The man looked around in a daze, his lips quivering as if he was on the verge of crying. “The demons! The demons, they’re everywhere! Help me. Please, help me. I can’t stand it …”

As the medical scribe, I stood next to the doctor and typed the note. I witnessed the doctor stand up slowly and lay a hand on the patient’s trembling shoulder. “I’m going to call your wife so that we can get more information. Don’t worry, we’re going to take care of you.”

Once out of the room, he called the patient’s wife. Per her report, the patient was the owner of a restaurant that had gone under because of the COVID pandemic, and he had been smoking marijuana daily for the past four months to cope. “He never smoked before COVID, but now he barely goes an hour without lighting up,” I heard her say. “Today was different though. He smoked, and then all of a sudden started acting paranoid and scaring the kids. I was worried his weed was laced with something, so I called EMS.”

The attending thanked the wife and assured her that he would take care of her husband. He hung up and he turned to me as we walked back to our clinical bay. “We’ve all had to go to extremes to self-soothe during this pandemic. Some of these measures may not be the best things for us, but they give us enough comfort to survive another day.” I nodded, not yet aware that I was about to embark on a similar path of unhealthy, albeit well-intentioned, self-soothing.

It was summer 2020, and the pandemic was starting to take a toll on me. Working as a medical scribe in a Boston hospital emergency department gave me front row seats to the pandemic’s tragic stories. I saw air hungry patients make final phone calls to relatives before they were intubated. I witnessed three-generation families present to the emergency room together, all with vicious coughs and unbreakable fevers. Every day was a new story, and usually not a cheery one. I would wake up every morning and convince myself that there was still hope left. It was during this time when I met Anne.

Anne was a firecracker of a girl. She was full of energy and color, and her sparkling charisma immediately entranced me. When I was with her, she was all I thought about. But the more time I spent with Anne, the more I realized how incompatible we were. She was self-deprecating, while I practiced positive self-talk. She was highly reactive in situations, whereas I was strategic with my stress responses. She liked to turn every occasion into a debate, while I loved telling stories.  We were two very different people, with two very different ways of traversing through life, looking for the same thing: to no longer feel scared and isolated.  Yet, her immaturity and argumentativeness were personality traits I was willing to live with to re-install my hope for the future. I ignored the signs and I eventually fell hard for her, which ended the way it should have. That is to say, it ended.

Looking back in the weeks after our break-up, I realized that falling in love was my form of self-soothing. The comfort of having someone next to me was almost enough to make the weight of the pandemic bearable. I ignored all the signs telling me she wasn’t the right person. It was just nice to know that I had a person.
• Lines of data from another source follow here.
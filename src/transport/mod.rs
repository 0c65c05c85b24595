//! Transport module - the agent side of the relay connection.

pub mod endpoint;

pub use endpoint::{spawn_endpoint, ws_url, EndpointConfig, EndpointEvent, EndpointHandle};
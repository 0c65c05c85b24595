//! A2A relay - agent presence hub, message relay and durable task tracking.

use a2a_relay::{logging, Commands};
use clap::Parser;
use std::process::ExitCode;

#[tokio::main]
async fn main() -> ExitCode {
    let args = Commands::parse();

    // Keep the guard alive so buffered file logs are flushed on exit
    let _log_guard = match logging::init(args.log_mode()) {
        Ok(guard) => guard,
        Err(e) => {
            eprintln!("Failed to initialize logging: {}", e);
            return ExitCode::FAILURE;
        }
    };

    // Run the command
    match args.run().await {
        Ok(()) => ExitCode::SUCCESS,
        Err(e) => {
            tracing::debug!("Command failed: {:#}", e);
            eprintln!("Error: {:#}", e);
            ExitCode::FAILURE
        }
    }
}
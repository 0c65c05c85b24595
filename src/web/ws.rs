//! WebSocket transport for agent endpoints.
//!
//! One socket carries one agent identity at a time. Outbound events flow
//! through an unbounded channel owned by the hub; the socket task forwards
//! them and feeds inbound frames back into the hub.

use axum::{
    extract::{
        ws::{Message as WsMessage, WebSocket},
        State, WebSocketUpgrade,
    },
    response::Response,
};
use futures_util::{SinkExt, StreamExt};
use std::sync::Arc;
use tokio::sync::mpsc;
use tokio_stream::wrappers::UnboundedReceiverStream;

use crate::protocol::{ClientEvent, SentPayload, ServerEvent};
use crate::relay::{reclaim_undelivered, Outbound, RelayHub, SendRequest, Submitter};
use crate::web::server::AppState;

/// Agent identity bound to this socket.
struct Session {
    agent_id: String,
    connection_id: u64,
}

pub async fn ws_handler(ws: WebSocketUpgrade, State(state): State<AppState>) -> Response {
    ws.on_upgrade(move |socket| handle_socket(socket, state.hub))
}

async fn handle_socket(socket: WebSocket, hub: Arc<RelayHub>) {
    let (mut sender, mut receiver) = socket.split();
    let (tx, rx) = mpsc::unbounded_channel::<ServerEvent>();
    let mut outbound = UnboundedReceiverStream::new(rx);
    let mut session: Option<Session> = None;
    let mut unwritten = Vec::new();

    tracing::debug!("WebSocket connected");

    loop {
        tokio::select! {
            Some(event) = outbound.next() => {
                let text = match serde_json::to_string(&event) {
                    Ok(text) => text,
                    Err(e) => {
                        tracing::error!("Failed to encode {} event: {}", event.event_type(), e);
                        continue;
                    }
                };
                if sender.send(WsMessage::Text(text)).await.is_err() {
                    if let ServerEvent::Message(message) = event {
                        unwritten.push(message);
                    }
                    break;
                }
            }
            incoming = receiver.next() => {
                match incoming {
                    Some(Ok(WsMessage::Text(text))) => {
                        handle_frame(&hub, &text, &tx, &mut session).await;
                    }
                    Some(Ok(WsMessage::Close(_))) | None => break,
                    Some(Ok(_)) => {}
                    Some(Err(e)) => {
                        tracing::debug!("WebSocket error: {}", e);
                        break;
                    }
                }
            }
        }
    }

    // Anything accepted by the channel but not written goes back to the queue.
    let mut rx = outbound.into_inner();
    unwritten.extend(reclaim_undelivered(&mut rx));
    if let Some(session) = session {
        hub.disconnect_with_requeue(&session.agent_id, session.connection_id, unwritten)
            .await;
    }
    tracing::debug!("WebSocket closed");
}

async fn handle_frame(hub: &RelayHub, text: &str, tx: &Outbound, session: &mut Option<Session>) {
    let event: ClientEvent = match serde_json::from_str(text) {
        Ok(event) => event,
        Err(e) => {
            let _ = tx.send(ServerEvent::error(format!("Invalid event: {}", e)));
            return;
        }
    };

    match event {
        ClientEvent::Register(payload) => {
            match hub
                .register(&payload.agent_id, payload.agent_name.as_deref(), tx.clone())
                .await
            {
                Ok(registration) => {
                    let agent_id = registration.registered.agent_id;
                    if let Some(previous) = session.take() {
                        if previous.agent_id != agent_id {
                            hub.disconnect(&previous.agent_id, previous.connection_id)
                                .await;
                        }
                    }
                    *session = Some(Session {
                        agent_id,
                        connection_id: registration.connection_id,
                    });
                }
                Err(e) => {
                    let _ = tx.send(ServerEvent::error(e.to_string()));
                }
            }
        }
        ClientEvent::Send(payload) => {
            let Some(current) = session.as_ref() else {
                let _ = tx.send(ServerEvent::error("Not registered"));
                return;
            };
            let request = SendRequest {
                from: current.agent_id.clone(),
                to: payload.to,
                content: payload.content,
                message_type: payload.message_type,
                priority: payload.priority,
                subject: payload.subject,
            };
            let reply = match hub.submit(request).await {
                Ok(receipt) => ServerEvent::Sent(SentPayload {
                    message_id: receipt.message_id,
                    delivered: receipt.delivered,
                    queued: receipt.queued,
                }),
                Err(e) => ServerEvent::error(e.to_string()),
            };
            let _ = tx.send(reply);
        }
        ClientEvent::Heartbeat => {
            if let Some(current) = session.as_ref() {
                hub.heartbeat(&current.agent_id).await;
            }
        }
    }
}
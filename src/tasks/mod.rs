//! Task protocol - durable, trackable units of work on top of the relay.
//!
//! - Task records and the forward-only status lifecycle
//! - SQLite store with conditional status writes
//! - Service layer: send, claim, acknowledge, list and broadcast rollup

pub mod model;
pub mod service;
pub mod store;

pub use model::{AckOutcome, BroadcastMeta, Task, TaskStatus, TaskView, BROADCAST};
pub use service::{
    AckResult, AgentDispatch, BroadcastRollup, ListFilter, SendTaskRequest, SendTaskResult,
    TaskService,
};
pub use store::{SqliteTaskStore, TaskQuery, TaskStore};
I had found a way to ease the pain I felt at work by getting caught up in a passionate romance. I couldn’t comfort myself, so I leaned on her to comfort me. And it worked for a while, until it didn’t. Ultimately, I ended up where I started- scared and isolated; except this time I was heartbroken and repeating the words of the patient I had seen months earlier: “Help me. Please, help me. I can’t stand it …”

Nowadays, I go on long walks through the city alone. I make dinner for one. When I go on bike rides, it’s a solo activity. I find comfort in myself, slowing down and making every small occasion a simple, peaceful one. I have a stronger sense of self, and through that, I have rekindled the fire that I felt during my first years of being in medicine. When I return home from the hospital, I don’t dive into the distraction of another person. Now, I write daily journal entries that help get my heart on a page, where I can set it aside and leave it be for some time before revisiting it. I put music on in my apartment, and dance and dance and dance. My new self-soothing methods aren’t perfect (none are), but at least they are now focused on nurturing and strengthening myself. No distractions, just facing my feelings head-on. It’s an art I am starting to get the hang of.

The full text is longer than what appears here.